June 18, 2018
Dive
Brief:
- Legislation
and regulatory changes since 2010 have cut payments to hospitals by
billions of dollars, and a new report by health economics consulting firm
Dobson DaVanzo & Associates predicted those payment reductions will
reach $218.2 billion by 2028.
- The cuts
include $79.3 billion for Medicare Severity Diagnosis Related Groups
(MS-DRG) documentation and coding, $73.1 billion for sequestration and
$25.9 billion for Medicaid Disproportionate Share Hospital (DSH) payments.

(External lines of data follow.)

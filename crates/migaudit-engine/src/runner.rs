//! Fetch runner: drives both adapters and folds failures into results
//!
//! Operations run one after the other, origin first, then target. Each
//! operation resolves the table name for its side, so a name that cannot
//! be resolved shows up as that operation's error. Nothing is cached
//! between calls.

use crate::audit::{AuditResult, BothSides, SideFetch};
use chrono::{Local, NaiveDate, NaiveDateTime};
use migaudit_catalog::SourceAdapter;
use migaudit_core::{
    ColumnDescriptor, CountResult, DateCount, ExistenceResult, FetchError, FetchOutcome, RowSet,
    TableIdentifier, TableNameResolver,
};
use tracing::{info_span, Instrument};

/// Runs audit operations against an origin and a target adapter
pub struct AuditRunner {
    resolver: TableNameResolver,
    origin: Box<dyn SourceAdapter>,
    target: Box<dyn SourceAdapter>,
}

impl AuditRunner {
    pub fn new(
        resolver: TableNameResolver,
        origin: Box<dyn SourceAdapter>,
        target: Box<dyn SourceAdapter>,
    ) -> Self {
        Self {
            resolver,
            origin,
            target,
        }
    }

    pub fn origin(&self) -> &dyn SourceAdapter {
        self.origin.as_ref()
    }

    pub fn target(&self) -> &dyn SourceAdapter {
        self.target.as_ref()
    }

    fn resolve(&self, adapter: &dyn SourceAdapter, full_name: &str) -> Result<TableIdentifier, FetchError> {
        self.resolver.resolve(full_name, adapter.kind())
    }

    async fn exists_on(&self, adapter: &dyn SourceAdapter, full_name: &str) -> ExistenceResult {
        let span = info_span!("exists", source = adapter.name(), table = full_name);
        let result = async {
            let table = self.resolve(adapter, full_name)?;
            adapter.exists(&table).await
        }
        .instrument(span)
        .await;

        logged("exists", adapter, result).into()
    }

    async fn sample_on(
        &self,
        adapter: &dyn SourceAdapter,
        full_name: &str,
        date_column: &str,
        date: NaiveDate,
        limit: u32,
    ) -> FetchOutcome<RowSet> {
        let span = info_span!("sample_rows", source = adapter.name(), table = full_name, %date, limit);
        let result = async {
            let table = self.resolve(adapter, full_name)?;
            adapter.sample_rows(&table, date_column, date, limit).await
        }
        .instrument(span)
        .await;

        logged("sample_rows", adapter, result).into()
    }

    async fn total_on(&self, adapter: &dyn SourceAdapter, full_name: &str) -> CountResult {
        let span = info_span!("total_count", source = adapter.name(), table = full_name);
        let result = async {
            let table = self.resolve(adapter, full_name)?;
            adapter.total_count(&table).await
        }
        .instrument(span)
        .await;

        logged("total_count", adapter, result).into()
    }

    async fn date_counts_on(
        &self,
        adapter: &dyn SourceAdapter,
        full_name: &str,
        date_column: &str,
        days: u32,
    ) -> FetchOutcome<Vec<DateCount>> {
        let span = info_span!("count_by_date", source = adapter.name(), table = full_name, days);
        let result = async {
            let table = self.resolve(adapter, full_name)?;
            adapter.count_by_date(&table, date_column, days).await
        }
        .instrument(span)
        .await;

        logged("count_by_date", adapter, result).into()
    }

    async fn columns_on(&self, adapter: &dyn SourceAdapter, full_name: &str) -> FetchOutcome<Vec<ColumnDescriptor>> {
        let span = info_span!("columns", source = adapter.name(), table = full_name);
        let result = async {
            let table = self.resolve(adapter, full_name)?;
            adapter.columns(&table).await
        }
        .instrument(span)
        .await;

        logged("columns", adapter, result).into()
    }

    /// Does the table exist on each side
    pub async fn check_existence(&self, full_name: &str) -> BothSides<ExistenceResult> {
        BothSides::new(
            self.exists_on(self.origin(), full_name).await,
            self.exists_on(self.target(), full_name).await,
        )
    }

    /// Up to `limit` rows whose date column falls on `date`
    pub async fn check_sample(
        &self,
        full_name: &str,
        date_column: &str,
        date: NaiveDate,
        limit: u32,
    ) -> BothSides<FetchOutcome<RowSet>> {
        BothSides::new(
            self.sample_on(self.origin(), full_name, date_column, date, limit).await,
            self.sample_on(self.target(), full_name, date_column, date, limit).await,
        )
    }

    /// Total row count on each side
    pub async fn check_totals(&self, full_name: &str) -> BothSides<CountResult> {
        BothSides::new(
            self.total_on(self.origin(), full_name).await,
            self.total_on(self.target(), full_name).await,
        )
    }

    /// Per-date counts over the trailing `days` window on each side
    pub async fn check_date_counts(
        &self,
        full_name: &str,
        date_column: &str,
        days: u32,
    ) -> BothSides<FetchOutcome<Vec<DateCount>>> {
        BothSides::new(
            self.date_counts_on(self.origin(), full_name, date_column, days).await,
            self.date_counts_on(self.target(), full_name, date_column, days).await,
        )
    }

    /// Column listing on each side
    pub async fn check_columns(&self, full_name: &str) -> BothSides<FetchOutcome<Vec<ColumnDescriptor>>> {
        BothSides::new(
            self.columns_on(self.origin(), full_name).await,
            self.columns_on(self.target(), full_name).await,
        )
    }

    /// Fetch everything from scratch and assemble the result, stamped now
    pub async fn full_audit(
        &self,
        full_name: &str,
        date_column: &str,
        days: u32,
        analysis_date: NaiveDate,
    ) -> AuditResult {
        self.full_audit_at(full_name, date_column, days, analysis_date, Local::now().naive_local())
            .await
    }

    /// [`Self::full_audit`] with an explicit run timestamp
    pub async fn full_audit_at(
        &self,
        full_name: &str,
        date_column: &str,
        days: u32,
        analysis_date: NaiveDate,
        generated_at: NaiveDateTime,
    ) -> AuditResult {
        tracing::info!(table = full_name, %analysis_date, "running full audit");

        let existence = self.check_existence(full_name).await;
        let totals = self.check_totals(full_name).await;
        let date_counts = self.check_date_counts(full_name, date_column, days).await;
        let columns = self.check_columns(full_name).await;

        let origin = SideFetch {
            source: self.origin().kind(),
            table: self.resolve(self.origin(), full_name).ok(),
            existence: existence.origin,
            total: totals.origin,
            date_counts: date_counts.origin,
            columns: columns.origin,
        };
        let target = SideFetch {
            source: self.target().kind(),
            table: self.resolve(self.target(), full_name).ok(),
            existence: existence.target,
            total: totals.target,
            date_counts: date_counts.target,
            columns: columns.target,
        };

        AuditResult::assemble(full_name, analysis_date, generated_at, date_column, days, origin, target)
    }
}

fn logged<T>(operation: &str, adapter: &dyn SourceAdapter, result: Result<T, FetchError>) -> Result<T, FetchError> {
    match &result {
        Ok(_) => tracing::debug!(operation, source = adapter.name(), "operation succeeded"),
        Err(e) => tracing::warn!(operation, source = adapter.name(), error = %e, "operation failed"),
    }
    result
}
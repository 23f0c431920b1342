//! Error taxonomy for warehouse operations

use serde::{Deserialize, Serialize};

/// Errors produced while resolving a table name or talking to a warehouse.
///
/// These never abort an audit. Every check folds them into its own
/// result so that one failing side leaves the other checks running.
#[derive(Debug, Clone, PartialEq, Eq, Serialize, Deserialize, thiserror::Error)]
pub enum FetchError {
    /// A session could not be opened (bad credentials, unreachable host,
    /// missing connection parameter)
    #[error("Connection failed: {0}")]
    ConnectionFailure(String),

    /// The SQL statement failed (malformed identifier, permissions, types)
    #[error("Query failed: {0}")]
    QueryFailure(String),

    /// Table identifier with zero or more than three segments
    #[error("Invalid table name format: {0}")]
    InvalidFormat(String),

    /// Adapter or resolver is missing a setting it needs
    #[error("Configuration error: {0}")]
    Configuration(String),

    /// The warehouse answered with something we could not decode
    #[error("Invalid response: {0}")]
    InvalidResponse(String),
}

impl FetchError {
    /// Short, stable name of the error category
    pub fn category(&self) -> &'static str {
        match self {
            Self::ConnectionFailure(_) => "connection_failure",
            Self::QueryFailure(_) => "query_failure",
            Self::InvalidFormat(_) => "invalid_format",
            Self::Configuration(_) => "configuration",
            Self::InvalidResponse(_) => "invalid_response",
        }
    }
}
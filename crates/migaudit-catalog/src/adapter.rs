//! Source adapter trait for the five audit queries

use chrono::NaiveDate;
use migaudit_core::{ColumnDescriptor, DateCount, FetchError, RowSet, SourceKind, TableIdentifier};

/// A warehouse that can be audited.
///
/// Every operation opens its own session and closes it before returning,
/// whatever the outcome. Operations are independent: there is no
/// transaction spanning them and no retry.
#[async_trait::async_trait]
pub trait SourceAdapter: Send + Sync {
    /// Get the adapter name (e.g., "Snowflake", "Redshift")
    fn name(&self) -> &'static str;

    /// Which side of the migration this warehouse is
    fn kind(&self) -> SourceKind;

    /// Check the catalog for a table with this schema and name
    async fn exists(&self, table: &TableIdentifier) -> Result<bool, FetchError>;

    /// `SELECT * FROM table WHERE DATE(date_column) = date LIMIT limit`
    ///
    /// An empty result is `Ok` with zero rows.
    async fn sample_rows(
        &self,
        table: &TableIdentifier,
        date_column: &str,
        date: NaiveDate,
        limit: u32,
    ) -> Result<RowSet, FetchError>;

    /// `SELECT COUNT(*) FROM table`
    async fn total_count(&self, table: &TableIdentifier) -> Result<u64, FetchError>;

    /// Row counts per `DATE(date_column)` over the last `days` days ending
    /// today (warehouse clock), newest first.
    async fn count_by_date(
        &self,
        table: &TableIdentifier,
        date_column: &str,
        days: u32,
    ) -> Result<Vec<DateCount>, FetchError>;

    /// Column names and types in ordinal order
    async fn columns(&self, table: &TableIdentifier) -> Result<Vec<ColumnDescriptor>, FetchError>;

    /// Open and close a session without querying any table.
    ///
    /// This is useful for validating credentials before running checks.
    async fn test_connection(&self) -> Result<(), FetchError>;
}
//! Audit report generation
//!
//! An [`AuditResult`](migaudit_engine::AuditResult) is first turned into a
//! linear [`ReportDocument`] of headings, paragraphs, bullet lists and
//! tables. Renderers then lay that document out as PDF or Markdown, or the
//! raw result is exported as JSON. Every run writes a new, uniquely named
//! file.

pub mod error;
pub mod document;
pub mod builder;
pub mod markdown;
pub mod pdf;
pub mod output;

pub use builder::ReportBuilder;
pub use document::{Block, ReportDocument, TableBlock, REPORT_TITLE};
pub use error::ReportError;
pub use markdown::render_markdown;
pub use output::{persist, render_json, report_file_name, ReportFormat, ReportWriter};
pub use pdf::PdfRenderer;
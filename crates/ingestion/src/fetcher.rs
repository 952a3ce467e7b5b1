//! Paginated per-channel fetching
//!
//! Walks a channel's uploads collection page by page: resolve the
//! uploads playlist, fetch a page, enrich it with one batched
//! statistics call, yield, advance on the continuation token. A
//! quota-exceeded signal propagates upward untouched so it can stop the
//! whole run; any other page-fetch error is retried with exponential
//! backoff before failing the source alone.

use serde_json::Value;
use std::collections::HashMap;
use std::sync::Arc;
use std::time::Duration;
use tokio::time::sleep;
use tracing::debug;
use tube_mirror_core::retry::{retry_with_backoff, RetryPolicy};

use crate::quota::{QuotaTracker, UNITS_PER_CALL};
use crate::youtube::{ChannelMetadata, VideoApi};
use crate::{IngestionError, Result};

/// Delay between consecutive page fetches, respecting external rate limits
const INTER_PAGE_DELAY: Duration = Duration::from_millis(1200);

/// One enriched page: raw playlist items plus the statistics lookup
/// keyed by video ID.
#[derive(Debug)]
pub struct VideoPage {
    pub items: Vec<Value>,
    pub stats: HashMap<String, Value>,
}

impl VideoPage {
    /// Video IDs present in this page's raw items.
    pub fn video_ids(&self) -> Vec<String> {
        extract_video_ids(&self.items)
    }
}

fn extract_video_ids(items: &[Value]) -> Vec<String> {
    items
        .iter()
        .filter_map(|item| {
            item.get("snippet")
                .and_then(|s| s.get("resourceId"))
                .and_then(|r| r.get("videoId"))
                .and_then(|v| v.as_str())
                .map(String::from)
        })
        .collect()
}

/// Walks the external API's paginated listing for one channel
pub struct PaginatedFetcher {
    api: Arc<dyn VideoApi>,
    quota: Arc<QuotaTracker>,
    retry_policy: RetryPolicy,
    inter_page_delay: Duration,
}

impl PaginatedFetcher {
    pub fn new(api: Arc<dyn VideoApi>, quota: Arc<QuotaTracker>) -> Self {
        Self {
            api,
            quota,
            retry_policy: RetryPolicy::page_fetch(),
            inter_page_delay: INTER_PAGE_DELAY,
        }
    }

    /// Override pacing and retry timings (tests).
    pub fn with_timings(mut self, retry_policy: RetryPolicy, inter_page_delay: Duration) -> Self {
        self.retry_policy = retry_policy;
        self.inter_page_delay = inter_page_delay;
        self
    }

    /// Resolve the channel's uploads collection and open a pager on it.
    ///
    /// Resolution failure terminates the source without spending
    /// pagination quota; a quota-exceeded signal propagates unchanged.
    pub async fn open(
        &self,
        channel_id: &str,
        api_key: &str,
    ) -> Result<(ChannelMetadata, ChannelPager<'_>)> {
        let metadata = self
            .api
            .resolve_channel(channel_id, api_key)
            .await
            .map_err(|e| match e {
                IngestionError::QuotaExhausted { .. } | IngestionError::ChannelResolution(_) => e,
                other => IngestionError::ChannelResolution(other.to_string()),
            })?;

        // A cache-served resolution made no API call and costs nothing.
        if !metadata.from_cache {
            self.quota.spend(UNITS_PER_CALL).await;
        }

        debug!(
            channel_id,
            playlist_id = %metadata.uploads_playlist_id,
            "Resolved uploads playlist"
        );

        let pager = ChannelPager {
            fetcher: self,
            playlist_id: metadata.uploads_playlist_id.clone(),
            api_key: api_key.to_string(),
            next_token: None,
            fetched_any: false,
            done: false,
        };

        Ok((metadata, pager))
    }
}

/// Pull-based pager over one channel's uploads
///
/// `next_page` returns `Ok(Some(page))` until the listing is exhausted
/// (`Ok(None)`); a quota-exceeded signal surfaces as
/// [`IngestionError::QuotaExhausted`], any other terminal failure as
/// [`IngestionError::PageFetch`].
pub struct ChannelPager<'a> {
    fetcher: &'a PaginatedFetcher,
    playlist_id: String,
    api_key: String,
    next_token: Option<String>,
    fetched_any: bool,
    done: bool,
}

impl std::fmt::Debug for ChannelPager<'_> {
    fn fmt(&self, f: &mut std::fmt::Formatter<'_>) -> std::fmt::Result {
        f.debug_struct("ChannelPager")
            .field("playlist_id", &self.playlist_id)
            .field("next_token", &self.next_token)
            .field("fetched_any", &self.fetched_any)
            .field("done", &self.done)
            .finish_non_exhaustive()
    }
}

impl ChannelPager<'_> {
    pub async fn next_page(&mut self) -> Result<Option<VideoPage>> {
        if self.done {
            return Ok(None);
        }

        // Fixed inter-page delay before every page after the first
        if self.fetched_any {
            sleep(self.fetcher.inter_page_delay).await;
        }

        let api = &self.fetcher.api;
        let token = self.next_token.as_deref();

        let page = retry_with_backoff(
            || api.fetch_playlist_page(&self.playlist_id, token, &self.api_key),
            self.fetcher.retry_policy.clone(),
            |e: &IngestionError| !e.is_quota_exhausted(),
        )
        .await
        .map_err(|e| match e {
            IngestionError::QuotaExhausted { .. } => e,
            other => IngestionError::PageFetch(other.to_string()),
        })?;

        self.fetcher.quota.spend(UNITS_PER_CALL).await;

        let video_ids = extract_video_ids(&page.items);

        // One batched call per page, never one per video. The stats
        // call gets the same retry budget as the page fetch; an upsert
        // without a real lookup would zero stored view counts.
        let stats = if video_ids.is_empty() {
            HashMap::new()
        } else {
            let lookup = retry_with_backoff(
                || api.fetch_video_stats(&video_ids, &self.api_key),
                self.fetcher.retry_policy.clone(),
                |e: &IngestionError| !e.is_quota_exhausted(),
            )
            .await
            .map_err(|e| match e {
                IngestionError::QuotaExhausted { .. } => e,
                other => IngestionError::PageFetch(format!("statistics lookup: {}", other)),
            })?;
            self.fetcher.quota.spend(UNITS_PER_CALL).await;
            lookup
        };

        self.fetched_any = true;
        self.next_token = page.next_page_token;
        if self.next_token.is_none() {
            self.done = true;
        }

        Ok(Some(VideoPage {
            items: page.items,
            stats,
        }))
    }
}
//! HTTP surface for ingestion and browsing

use actix_web::{web, HttpResponse};
use governor::clock::DefaultClock;
use governor::state::{InMemoryState, NotKeyed};
use governor::{Quota, RateLimiter};
use nonzero_ext::nonzero;
use serde::{Deserialize, Serialize};
use serde_json::json;
use std::sync::Arc;
use tracing::{error, info};
use tube_mirror_core::DatabasePool;

use crate::browse::VideoBrowser;
use crate::fallback::IngestOrchestrator;
use crate::normalizer::VideoSummary;
use crate::pipeline::IngestRequest;
use crate::IngestionError;

const DEFAULT_BROWSE_LIMIT: i64 = 50;
const MAX_BROWSE_LIMIT: i64 = 200;

/// Shared handler state
pub struct AppState {
    pub orchestrator: Arc<IngestOrchestrator>,
    pub browser: Arc<VideoBrowser>,
    pub pool: DatabasePool,
    /// Operator-triggered ingestion is throttled to one run per minute;
    /// requests inside the window get a 429 without touching the chain.
    pub ingest_limiter: RateLimiter<NotKeyed, InMemoryState, DefaultClock>,
}

impl AppState {
    pub fn new(
        orchestrator: Arc<IngestOrchestrator>,
        browser: Arc<VideoBrowser>,
        pool: DatabasePool,
    ) -> Self {
        Self {
            orchestrator,
            browser,
            pool,
            ingest_limiter: RateLimiter::direct(Quota::per_minute(nonzero!(1u32))),
        }
    }
}

pub fn configure_routes(cfg: &mut web::ServiceConfig) {
    cfg.service(
        web::scope("/api/v1")
            .route("/ingest", web::post().to(trigger_ingest))
            .route("/videos", web::get().to(list_videos)),
    )
    .route("/health", web::get().to(health_check));
}

async fn trigger_ingest(
    state: web::Data<AppState>,
    request: web::Json<IngestRequest>,
) -> HttpResponse {
    if state.ingest_limiter.check().is_err() {
        return HttpResponse::TooManyRequests().json(json!({
            "error": "Ingestion was triggered recently, try again later"
        }));
    }

    info!(
        channels = ?request.channels,
        force_update = request.force_update,
        bypass = request.bypass_quota_check,
        "Ingest triggered"
    );

    match state.orchestrator.ingest(request.into_inner()).await {
        Ok(report) => HttpResponse::Ok().json(report),
        Err(IngestionError::QuotaExhausted { reset_at }) => {
            HttpResponse::TooManyRequests().json(json!({
                "error": "API quota exhausted",
                "resetAt": reset_at,
            }))
        }
        Err(e) => {
            error!("Ingest request failed: {}", e);
            HttpResponse::BadGateway().json(json!({ "error": e.to_string() }))
        }
    }
}

#[derive(Debug, Deserialize)]
struct BrowseQuery {
    limit: Option<i64>,
}

#[derive(Debug, Serialize)]
#[serde(rename_all = "camelCase")]
struct BrowseResponse {
    videos: Vec<VideoSummary>,
    tier: String,
}

async fn list_videos(state: web::Data<AppState>, query: web::Query<BrowseQuery>) -> HttpResponse {
    let limit = clamp_limit(query.limit);
    let result = state.browser.list(limit).await;

    HttpResponse::Ok().json(BrowseResponse {
        videos: result.videos,
        tier: result.tier,
    })
}

fn clamp_limit(requested: Option<i64>) -> i64 {
    requested
        .unwrap_or(DEFAULT_BROWSE_LIMIT)
        .clamp(1, MAX_BROWSE_LIMIT)
}

async fn health_check(state: web::Data<AppState>) -> HttpResponse {
    if state.pool.is_healthy().await {
        HttpResponse::Ok().json(json!({
            "status": "healthy",
            "service": "ingestion",
        }))
    } else {
        HttpResponse::ServiceUnavailable().json(json!({
            "status": "degraded",
            "service": "ingestion",
        }))
    }
}

#[cfg(test)]
mod tests {
    use super::*;

    #[test]
    fn test_browse_limit_clamping() {
        assert_eq!(clamp_limit(None), DEFAULT_BROWSE_LIMIT);
        assert_eq!(clamp_limit(Some(10)), 10);
        assert_eq!(clamp_limit(Some(0)), 1);
        assert_eq!(clamp_limit(Some(-5)), 1);
        assert_eq!(clamp_limit(Some(10_000)), MAX_BROWSE_LIMIT);
    }
}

- The Federation of American
Hospitals (FAH) and the American Hospital Association (AHA) commissioned
the study to look at how 11 pieces of legislation, combined with
regulatory changes, are affecting payments.
Dive
Insight:
Despite
millions of newly insured Americans since the Affordable Care Act (ACA), which
helped reduce uncompensated care, other actions from Washington, D.C., have
taken money from hospitals. These cuts haven’t been isolated to healthcare
legislation. Hospitals have seen reimbursements hit in federal budget bills and
legislation that focused on other areas, such as military retirees, tax relief
and jobs.
FAH
President Chip Kahn said policymakers need to understand the cutsmade
to hospitals and impacts they can have on patients and communities.
AHA
President Rick Pollack said the cutting trend is causing many hospitals and
health systems to struggle to offer services. Those cuts include Medicare
margins hitting a 10-year low and nearly one-third of hospitals with negative
aggregate margins across all payer types. “Additional reductions will
create challenging and potentially unsustainable financial circumstances that
could adversely impact patients’ access to care and the ability of hospitals to
provide services,” Pollack said.
Digging
deeper into how hospital documentation and coding adjustments have affected
hospital payments, the study found nearly $80 billion in cuts from regulatory
changes ($50.9 billion lost), Medicare Access and CHIP Reauthorization Act of
2015 ($16.4 billion), the American Taxpayer Relief Act of 2012 ($10.95 billion)
and the 21st Century Cures Act ($1 billion). Just looking at the impact of
sequestration, the study authors found five bills that will cut more than $73
billion by 2028.
These
cuts include direct regulatory changes, as well as the transition to value-based payment models.
Paying hospitals and providers by value rather than by service is seen as the
future of healthcare, but there will inevitably be growing pains for hospitals
and providers while payers, including Medicare, figure out the best payment
structure.
Hospitals
face a tough present and future. Federal lawmakers and regulators continue to look for healthcare
savings, which often come on the backs of hospitals. In the past,
hospitals might have been able to make up on lower Medicare and Medicaid
payments from getting higher private payer reimbursements. However, private
payers have also cut their reimbursements as they too look to squeeze dollars
out of the system, so there isn't as much opportunity to offset public
payments.
Commercial
payers have created policies that seek to move care away from hospitals to
lower-cost outpatient facilities. Anthem’s imaging and emergency room
policies have created the biggest headlines, but that payer’s
cost-saving programs are far from the only ones.